Ransomware is a pretty serious issue: one hack can either cost you a lot of money or your data—both if you’re unlucky. It’s important to guard against this threat, and we have seen some VPNs claim they can help. But can a VPN really protect you from ransomware?
VPN Ransomware Protection
The answer is quite simply no, a VPN cannot help you with ransomware attacks, prevent them or solve them. Anybody claiming that they can is trying to sell you something. Untrustworthy VPN providers are guilty of marketing their products as cure-alls for every problem on the internet, and “ransomware” is just another keyword to them. Even a VPN isn’t a cure-all for internet privacy. You also need to change your browsing habits.
The reason why a VPN can’t block ransomware is because they’re very different things. In real-world terms, it’s a little like be like replacing your car’s tires to fix a chip in the windshield. It’s not directly related. To understand a little better how this works—or rather, not—we need to take a closer look at both ransomware and VPNs.
How Ransomware Works
The way most ransomware works is that it somehow infects your system, usually through a file you download or even a targeted attack. Once on your system, it spreads throughout and encrypts parts of your hard drive, or even all of it. To unlock and decrypt your data, you need to pay money, a ransom, to the attackers; hence “ransomware.”
As you can imagine, ransomware is a nasty thing to fall victim to, and what makes it worse is that there’s no guarantee you’ll actually get your files after paying the ransom. Often enough, attackers will simply make off with the money without giving up the key to the encrypted files. It’s no surprise then, that anti-ransomware software has become a booming business.
How VPNs Work
Obviously, when business is booming, people will want a piece of it, and in a way it’s logical to think that VPNs could be a way to protect yourself against ransomware. After all, they can protect you online and many providers promise security of some kind or another.
Thing is, though, that VPNs only affect how you appear on the web. When you use a virtual private network, you reroute your connection through a server owned and operated by your VPN provider. This makes you appear like you’re somewhere else than your actual location, which is great if you’re trying to circumvent regional restrictions.

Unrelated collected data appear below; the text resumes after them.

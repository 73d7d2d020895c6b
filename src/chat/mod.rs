//! Chat client abstraction
//!
//! The processor only needs to send replies, so the chat side is a small
//! trait with a Telegram Bot API implementation behind it.

pub mod client;
pub mod telegram;
pub mod types;

pub use client::*;
pub use telegram::*;
pub use types::*;
//! Ask/tell hyperparameter optimizer

use super::samplers::{RandomSampler, Sampler, TpeSampler};
use super::search_space::{SearchSpace, TrialParams};
use crate::error::{MlopsError, Result};
use serde::{Deserialize, Serialize};
use std::time::Instant;
use tracing::{info, warn};

/// Outcome of a trial
#[derive(Debug, Clone, PartialEq, Serialize, Deserialize)]
pub enum TrialStatus {
    Ok,
    Failed(String),
}

/// One evaluated trial
#[derive(Debug, Clone, Serialize, Deserialize)]
pub struct Trial {
    pub number: usize,
    pub params: TrialParams,
    /// `None` when the trial failed
    pub loss: Option<f64>,
    pub status: TrialStatus,
    pub duration_secs: f64,
}

/// All trials of one optimization, lowest loss is best
#[derive(Debug, Clone, Default, Serialize, Deserialize)]
pub struct Study {
    pub trials: Vec<Trial>,
    pub best_trial_idx: Option<usize>,
}

impl Study {
    pub fn new() -> Self {
        Self::default()
    }

    pub fn best_trial(&self) -> Option<&Trial> {
        self.best_trial_idx.map(|i| &self.trials[i])
    }

    pub fn best_loss(&self) -> Option<f64> {
        self.best_trial().and_then(|t| t.loss)
    }

    pub fn best_params(&self) -> Option<&TrialParams> {
        self.best_trial().map(|t| &t.params)
    }

    pub fn n_failed(&self) -> usize {
        self.trials
            .iter()
            .filter(|t| matches!(t.status, TrialStatus::Failed(_)))
            .count()
    }

    /// Record a trial; failed trials never become best
    pub fn add_trial(&mut self, trial: Trial) {
        let idx = self.trials.len();
        if let (TrialStatus::Ok, Some(loss)) = (&trial.status, trial.loss) {
            let better = match self.best_loss() {
                None => true,
                Some(best) => loss < best,
            };
            if better {
                self.best_trial_idx = Some(idx);
            }
        }
        self.trials.push(trial);
    }

    /// `(params, loss)` of every successful trial, the sampler's history
    pub fn history(&self) -> Vec<(TrialParams, f64)> {
        self.trials
            .iter()
            .filter_map(|t| match (&t.status, t.loss) {
                (TrialStatus::Ok, Some(l)) => Some((t.params.clone(), l)),
                _ => None,
            })
            .collect()
    }
}

/// Minimizes a loss over a [`SearchSpace`].
///
/// Use [`HyperOpt::minimize`] for a synchronous objective, or drive the loop
/// yourself with [`HyperOpt::ask`] and [`HyperOpt::tell`] when the objective
/// is async.
pub struct HyperOpt {
    space: SearchSpace,
    sampler: Box<dyn Sampler>,
    study: Study,
    pending: Option<(TrialParams, Instant)>,
}

impl HyperOpt {
    pub fn new(space: SearchSpace, sampler: Box<dyn Sampler>) -> Result<Self> {
        space.validate()?;
        Ok(Self {
            space,
            sampler,
            study: Study::new(),
            pending: None,
        })
    }

    /// TPE with the default startup and quantile settings
    pub fn tpe(space: SearchSpace, seed: u64) -> Result<Self> {
        Self::new(space, Box::new(TpeSampler::new(Some(seed))))
    }

    pub fn random(space: SearchSpace, seed: u64) -> Result<Self> {
        Self::new(space, Box::new(RandomSampler::new(Some(seed))))
    }

    pub fn study(&self) -> &Study {
        &self.study
    }

    pub fn into_study(self) -> Study {
        self.study
    }

    /// Propose the next parameters to evaluate
    pub fn ask(&mut self) -> TrialParams {
        let history = self.study.history();
        let params = self.sampler.sample(&self.space, &history);
        self.pending = Some((params.clone(), Instant::now()));
        params
    }

    /// Report the outcome of `params`; non-finite losses count as failures
    pub fn tell(&mut self, params: TrialParams, outcome: Result<f64>) -> &Trial {
        let started = match self.pending.take() {
            Some((pending, t)) if pending == params => Some(t),
            _ => None,
        };
        let duration_secs = started.map_or(0.0, |t| t.elapsed().as_secs_f64());
        let number = self.study.trials.len();

        let (loss, status) = match outcome {
            Ok(l) if l.is_finite() => (Some(l), TrialStatus::Ok),
            Ok(l) => (None, TrialStatus::Failed(format!("non-finite loss {}", l))),
            Err(e) => (None, TrialStatus::Failed(e.to_string())),
        };
        match &status {
            TrialStatus::Ok => info!(trial = number, loss = loss.unwrap_or(f64::NAN), "trial finished"),
            TrialStatus::Failed(reason) => warn!(trial = number, %reason, "trial failed"),
        }

        self.study.add_trial(Trial {
            number,
            params,
            loss,
            status,
            duration_secs,
        });
        &self.study.trials[number]
    }

    /// Run `n_trials` evaluations of `objective`.
    ///
    /// Errors only when every trial failed.
    pub fn minimize<F>(&mut self, n_trials: usize, mut objective: F) -> Result<&Study>
    where
        F: FnMut(&TrialParams) -> Result<f64>,
    {
        for _ in 0..n_trials {
            let params = self.ask();
            let outcome = objective(&params);
            self.tell(params, outcome);
        }
        self.finish()
    }

    /// The study, or an error if no trial succeeded
    pub fn finish(&self) -> Result<&Study> {
        if self.study.best_trial().is_none() {
            return Err(MlopsError::OptimizationError(format!(
                "all {} trials failed",
                self.study.trials.len()
            )));
        }
        Ok(&self.study)
    }
}

#[cfg(test)]
mod tests {
    use super::*;

    fn quadratic(params: &TrialParams) -> Result<f64> {
        let x = params["x"].as_float().unwrap_or(0.0);
        Ok((x - 1.0).powi(2))
    }

    #[test]
    fn test_minimize_records_every_trial() {
        let space = SearchSpace::new().uniform("x", -5.0, 5.0);
        let mut opt = HyperOpt::tpe(space, 42).unwrap();
        let study = opt.minimize(30, quadratic).unwrap();

        assert_eq!(study.trials.len(), 30);
        let best = study.best_loss().unwrap();
        assert!(study.trials.iter().all(|t| t.loss.unwrap() >= best));
        assert!(best < 0.5);
    }

    #[test]
    fn test_failed_trials_never_best() {
        let space = SearchSpace::new().uniform("x", 0.0, 1.0);
        let mut opt = HyperOpt::random(space, 0).unwrap();
        let mut calls = 0;
        let study = opt
            .minimize(6, |p| {
                calls += 1;
                if calls % 2 == 0 {
                    Err(MlopsError::TrainingError("boom".to_string()))
                } else {
                    quadratic(p)
                }
            })
            .unwrap();
        assert_eq!(study.n_failed(), 3);
        assert_eq!(study.best_trial().unwrap().status, TrialStatus::Ok);
    }

    #[test]
    fn test_all_failed_is_error() {
        let space = SearchSpace::new().uniform("x", 0.0, 1.0);
        let mut opt = HyperOpt::random(space, 0).unwrap();
        let err = opt.minimize(3, |_| Ok(f64::NAN)).unwrap_err();
        assert!(matches!(err, MlopsError::OptimizationError(_)));
    }

    #[test]
    fn test_ask_tell() {
        let space = SearchSpace::new().choice("k", vec!["a", "b"]);
        let mut opt = HyperOpt::tpe(space, 7).unwrap();
        for i in 0..4 {
            let p = opt.ask();
            let t = opt.tell(p, Ok(i as f64));
            assert_eq!(t.number, i);
        }
        assert_eq!(opt.study().best_loss(), Some(0.0));
    }

    #[test]
    fn test_invalid_space() {
        assert!(HyperOpt::tpe(SearchSpace::new(), 0).is_err());
    }
}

It does nothing, however, to deter ransomware. A changed location doesn’t mean you’re suddenly undetectable to criminals, especially if you’re the one that downloaded the malicious program in the first place.
However, rerouting your connection isn’t the only thing that VPNs do, they also encrypt your connection in a so-called VPN tunnel. This is great if you want to avoid being spied on by your internet service provider, your government, copyright watchdogs, or anybody else that wants to monitor your connection.
Again, though, this does not apply to ransomware: the software is already on your system, and the VPN software can do nothing against it being there. Neither is it able to prevent you from downloading it or protecting you from hackers breaking into your system.
Threat Detection Systems
That said, some VPNs bundle added security software with their description, which may help in fighting ransomware. Good examples are ProtonVPN’s NetShield and ExpressVPN’s threat manager. These act much like similar systems offered by many of the best antivirus software in that they block access to suspicious sites, including those which are known to infect you with ransomware.
In these cases, a VPN may be of help in fighting ransomware, but only because of these extra modules; the core technology is still pretty powerless. You’re better off with the protection offered by your antivirus program, which also extends to scanning your computer for dangerous ransomware before it runs—something a VPN can’t do.
VPNs and Ransomware
VPNs aren’t a defensive armor you can put on and be protected from all of the internet’s ills, no matter how much VPN providers would like to convince you otherwise. They’re a protective measure you can take to prevent being tracked, as well as a tool that can get past blocks.
There are plenty of valid ways to prepare for a ransomware attack, but getting a VPN subscription isn’t one of them. If you encounter a provider that claims otherwise—or even hints that they can—you may want to steer clear of them and their dodgy claims. There are plenty of VPNs that try and gain customers without claiming magical powers, stick with them; our selection of the best VPNs is a good place to start.